**Description of the task**
Could you print each line of the material below exactly?

**Entries provided**
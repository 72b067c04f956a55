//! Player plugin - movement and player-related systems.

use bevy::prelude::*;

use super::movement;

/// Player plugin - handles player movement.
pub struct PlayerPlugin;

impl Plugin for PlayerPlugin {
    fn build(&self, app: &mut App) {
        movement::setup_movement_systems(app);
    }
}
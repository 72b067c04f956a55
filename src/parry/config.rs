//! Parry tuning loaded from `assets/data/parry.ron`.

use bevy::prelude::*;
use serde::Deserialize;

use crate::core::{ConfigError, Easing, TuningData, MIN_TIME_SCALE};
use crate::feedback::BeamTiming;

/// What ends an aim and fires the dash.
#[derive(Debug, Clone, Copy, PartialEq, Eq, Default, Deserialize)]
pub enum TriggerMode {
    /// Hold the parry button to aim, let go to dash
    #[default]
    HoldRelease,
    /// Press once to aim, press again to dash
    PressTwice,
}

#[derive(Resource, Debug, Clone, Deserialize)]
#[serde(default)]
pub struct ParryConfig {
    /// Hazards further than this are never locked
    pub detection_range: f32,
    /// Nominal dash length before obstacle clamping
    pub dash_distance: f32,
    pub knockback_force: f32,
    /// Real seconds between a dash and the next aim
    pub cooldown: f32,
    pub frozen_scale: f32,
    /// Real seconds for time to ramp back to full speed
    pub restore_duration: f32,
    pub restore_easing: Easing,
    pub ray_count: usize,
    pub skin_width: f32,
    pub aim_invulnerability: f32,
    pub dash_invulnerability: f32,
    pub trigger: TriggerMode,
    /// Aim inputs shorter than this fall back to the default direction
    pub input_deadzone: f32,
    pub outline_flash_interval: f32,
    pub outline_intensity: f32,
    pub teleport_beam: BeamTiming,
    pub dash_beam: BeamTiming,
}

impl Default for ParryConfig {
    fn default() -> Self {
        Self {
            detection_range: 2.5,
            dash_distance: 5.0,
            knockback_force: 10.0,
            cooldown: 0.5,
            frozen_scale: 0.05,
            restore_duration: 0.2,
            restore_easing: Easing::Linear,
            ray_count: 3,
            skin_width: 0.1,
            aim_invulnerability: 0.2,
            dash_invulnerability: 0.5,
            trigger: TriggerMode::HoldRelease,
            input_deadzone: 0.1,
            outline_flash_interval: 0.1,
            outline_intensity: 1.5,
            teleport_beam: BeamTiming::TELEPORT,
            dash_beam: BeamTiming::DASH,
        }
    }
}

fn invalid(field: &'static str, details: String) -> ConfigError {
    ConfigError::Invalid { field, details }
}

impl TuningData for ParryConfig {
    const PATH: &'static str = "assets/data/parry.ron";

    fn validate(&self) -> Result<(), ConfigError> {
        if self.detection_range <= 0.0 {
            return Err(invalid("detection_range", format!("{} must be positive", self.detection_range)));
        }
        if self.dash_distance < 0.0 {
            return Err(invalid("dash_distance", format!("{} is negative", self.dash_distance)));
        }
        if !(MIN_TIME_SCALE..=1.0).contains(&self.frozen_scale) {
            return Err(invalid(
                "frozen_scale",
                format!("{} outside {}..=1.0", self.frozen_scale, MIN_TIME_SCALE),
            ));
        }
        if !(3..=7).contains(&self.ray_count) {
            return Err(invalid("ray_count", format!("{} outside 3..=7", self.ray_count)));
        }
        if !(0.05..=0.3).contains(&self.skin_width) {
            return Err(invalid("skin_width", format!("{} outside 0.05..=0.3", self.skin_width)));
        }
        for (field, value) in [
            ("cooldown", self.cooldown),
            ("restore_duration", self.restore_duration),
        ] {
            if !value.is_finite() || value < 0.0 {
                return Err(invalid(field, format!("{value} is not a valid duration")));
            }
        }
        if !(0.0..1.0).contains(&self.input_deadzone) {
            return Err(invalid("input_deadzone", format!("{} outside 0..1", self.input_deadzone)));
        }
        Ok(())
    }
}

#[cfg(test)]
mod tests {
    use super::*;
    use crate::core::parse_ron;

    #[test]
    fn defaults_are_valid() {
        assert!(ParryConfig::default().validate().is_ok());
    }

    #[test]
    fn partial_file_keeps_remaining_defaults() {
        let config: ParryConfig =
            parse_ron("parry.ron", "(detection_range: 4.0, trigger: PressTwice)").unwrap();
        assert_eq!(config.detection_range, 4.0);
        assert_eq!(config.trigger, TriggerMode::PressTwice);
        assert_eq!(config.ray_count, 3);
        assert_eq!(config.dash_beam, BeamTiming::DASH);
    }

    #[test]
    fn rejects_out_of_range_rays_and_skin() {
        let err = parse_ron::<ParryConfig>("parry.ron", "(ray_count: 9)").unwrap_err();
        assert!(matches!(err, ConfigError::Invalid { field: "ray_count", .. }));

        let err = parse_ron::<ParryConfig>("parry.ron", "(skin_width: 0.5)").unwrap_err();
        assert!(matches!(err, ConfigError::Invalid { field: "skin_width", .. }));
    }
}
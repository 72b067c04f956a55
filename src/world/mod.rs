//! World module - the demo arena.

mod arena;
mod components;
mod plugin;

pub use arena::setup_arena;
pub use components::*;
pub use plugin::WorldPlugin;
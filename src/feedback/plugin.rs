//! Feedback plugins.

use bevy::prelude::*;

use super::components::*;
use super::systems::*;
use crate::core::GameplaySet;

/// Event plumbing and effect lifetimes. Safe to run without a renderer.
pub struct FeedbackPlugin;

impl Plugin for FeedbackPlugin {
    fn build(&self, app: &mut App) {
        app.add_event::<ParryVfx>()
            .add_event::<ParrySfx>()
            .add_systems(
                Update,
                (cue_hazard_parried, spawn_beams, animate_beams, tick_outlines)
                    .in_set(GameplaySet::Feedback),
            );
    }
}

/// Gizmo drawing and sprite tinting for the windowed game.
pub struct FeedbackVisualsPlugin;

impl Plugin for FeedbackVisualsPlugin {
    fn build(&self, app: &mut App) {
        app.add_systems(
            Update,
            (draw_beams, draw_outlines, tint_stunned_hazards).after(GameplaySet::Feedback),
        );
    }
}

**Result of this exercise**
repository 72b067c04f956a55
//! Player plugin - movement and player-related systems.

use bevy::prelude::*;

use super::movement;

/// Player plugin - handles player movement.
pub struct PlayerPlugin;

impl Plugin for PlayerPlugin {
    fn build(&self, app: &mut App) {
        movement::setup_movement_systems(app);
    }
}
repository 72b067c04f956a55
filename src/parry/config.rs
//! Parry tuning loaded from `assets/data/parry.ron`.

use bevy::prelude::*;
use serde::Deserialize;

use crate::core::{ConfigError, Easing, TuningData, MIN_TIME_SCALE};
use crate::feedback::BeamTiming;

/// What ends an aim and fires the dash.
#[derive(Debug, Clone, Copy, PartialEq, Eq, Default, Deserialize)]
pub enum TriggerMode {
    /// Hold the parry button to aim, let go to dash
    #[default]
    HoldRelease,
    /// Press once to aim, press again to dash
    PressTwice,
}

#[derive(Resource, Debug, Clone, Deserialize)]
#[serde(default)]
pub struct ParryConfig {
    /// Hazards further than this are never locked
    pub detection_range: f32,
    /// Nominal dash length before obstacle clamping
    pub dash_distance: f32,
    pub knockback_force: f32,
    /// Real seconds between a dash and the next aim
    pub cooldown: f32,
    pub frozen_scale: f32,
    /// Real seconds for time to ramp back to full speed
    pub restore_duration: f32,
    pub restore_easing: Easing,
    pub ray_count: usize,
    pub skin_width: f32,
    pub aim_invulnerability: f32,
    pub dash_invulnerability: f32,
    pub trigger: TriggerMode,
    /// Aim inputs shorter than this fall back to the default direction
    pub input_deadzone: f32,
    pub outline_flash_interval: f32,
    pub outline_intensity: f32,
    pub teleport_beam: BeamTiming,
    pub dash_beam: BeamTiming,
}

impl Default for ParryConfig {
    fn default() -> Self {
        Self {
            detection_range: 2.5,
            dash_distance: 5.0,
            knockback_force: 10.0,
            cooldown: 0.5,
            frozen_scale: 0.05,
            restore_duration: 0.2,
            restore_easing: Easing::Linear,
            ray_count: 3,
            skin_width: 0.1,
            aim_invulnerability: 0.2,
            dash_invulnerability: 0.5,
            trigger: TriggerMode::HoldRelease,
            input_deadzone: 0.1,
            outline_flash_interval: 0.1,
            outline_intensity: 1.5,
            teleport_beam: BeamTiming::TELEPORT,
            dash_beam: BeamTiming::DASH,
        }
    }
}

fn invalid(field: &'static str, details: String) -> ConfigError {
    ConfigError::Invalid { field, details }
}

impl TuningData for ParryConfig {
    const PATH: &'static str = "assets/data/parry.ron";

    fn validate(&self) -> Result<(), ConfigError> {
        if self.detection_range <= 0.0 {
            return Err(invalid("detection_range", format!("{} must be positive", self.detection_range)));
        }
        if self.dash_distance < 0.0 {
            return Err(invalid("dash_distance", format!("{} is negative", self.dash_distance)));
        }
        if !(MIN_TIME_SCALE..=1.0).contains(&self.frozen_scale) {
            return Err(invalid(
                "frozen_scale",
                format!("{} outside {}..=1.0", self.frozen_scale, MIN_TIME_SCALE),
            ));
        }
        if !(3..=7).contains(&self.ray_count) {
            return Err(invalid("ray_count", format!("{} outside 3..=7", self.ray_count)));
        }
        if !(0.05..=0.3).contains(&self.skin_width) {
            return Err(invalid("skin_width", format!("{} outside 0.05..=0.3", self.skin_width)));
        }
        for (field, value) in [
            ("cooldown", self.cooldown),
            ("restore_duration", self.restore_duration),
        ] {
            if !value.is_finite() || value < 0.0 {
                return Err(invalid(field, format!("{value} is not a valid duration")));
            }
        }
        if !(0.0..1.0).contains(&self.input_deadzone) {
            return Err(invalid("input_deadzone", format!("{} outside 0..1", self.input_deadzone)));
        }
        Ok(())
    }
}

#[cfg(test)]
mod tests {
    use super::*;
    use crate::core::parse_ron;

    #[test]
    fn defaults_are_valid() {
        assert!(ParryConfig::default().validate().is_ok());
    }

    #[test]
    fn partial_file_keeps_remaining_defaults() {
        let config: ParryConfig =
            parse_ron("parry.ron", "(detection_range: 4.0, trigger: PressTwice)").unwrap();
        assert_eq!(config.detection_range, 4.0);
        assert_eq!(config.trigger, TriggerMode::PressTwice);
        assert_eq!(config.ray_count, 3);
        assert_eq!(config.dash_beam, BeamTiming::DASH);
    }

    #[test]
    fn rejects_out_of_range_rays_and_skin() {
        let err = parse_ron::<ParryConfig>("parry.ron", "(ray_count: 9)").unwrap_err();
        assert!(matches!(err, ConfigError::Invalid { field: "ray_count", .. }));

        let err = parse_ron::<ParryConfig>("parry.ron", "(skin_width: 0.5)").unwrap_err();
        assert!(matches!(err, ConfigError::Invalid { field: "skin_width", .. }));
    }
}
repository 72b067c04f956a55
filename src/world/mod.rs
//! World module - the demo arena.

mod arena;
mod components;
mod plugin;

pub use arena::setup_arena;
pub use components::*;
pub use plugin::WorldPlugin;
filename src/feedback/plugin.rs
//! Feedback plugins.

use bevy::prelude::*;

use super::components::*;
use super::systems::*;
use crate::core::GameplaySet;

/// Event plumbing and effect lifetimes. Safe to run without a renderer.
pub struct FeedbackPlugin;

impl Plugin for FeedbackPlugin {
    fn build(&self, app: &mut App) {
        app.add_event::<ParryVfx>()
            .add_event::<ParrySfx>()
            .add_systems(
                Update,
                (cue_hazard_parried, spawn_beams, animate_beams, tick_outlines)
                    .in_set(GameplaySet::Feedback),
            );
    }
}

/// Gizmo drawing and sprite tinting for the windowed game.
pub struct FeedbackVisualsPlugin;

impl Plugin for FeedbackVisualsPlugin {
    fn build(&self, app: &mut App) {
        app.add_systems(
            Update,
            (draw_beams, draw_outlines, tint_stunned_hazards).after(GameplaySet::Feedback),
        );
    }
}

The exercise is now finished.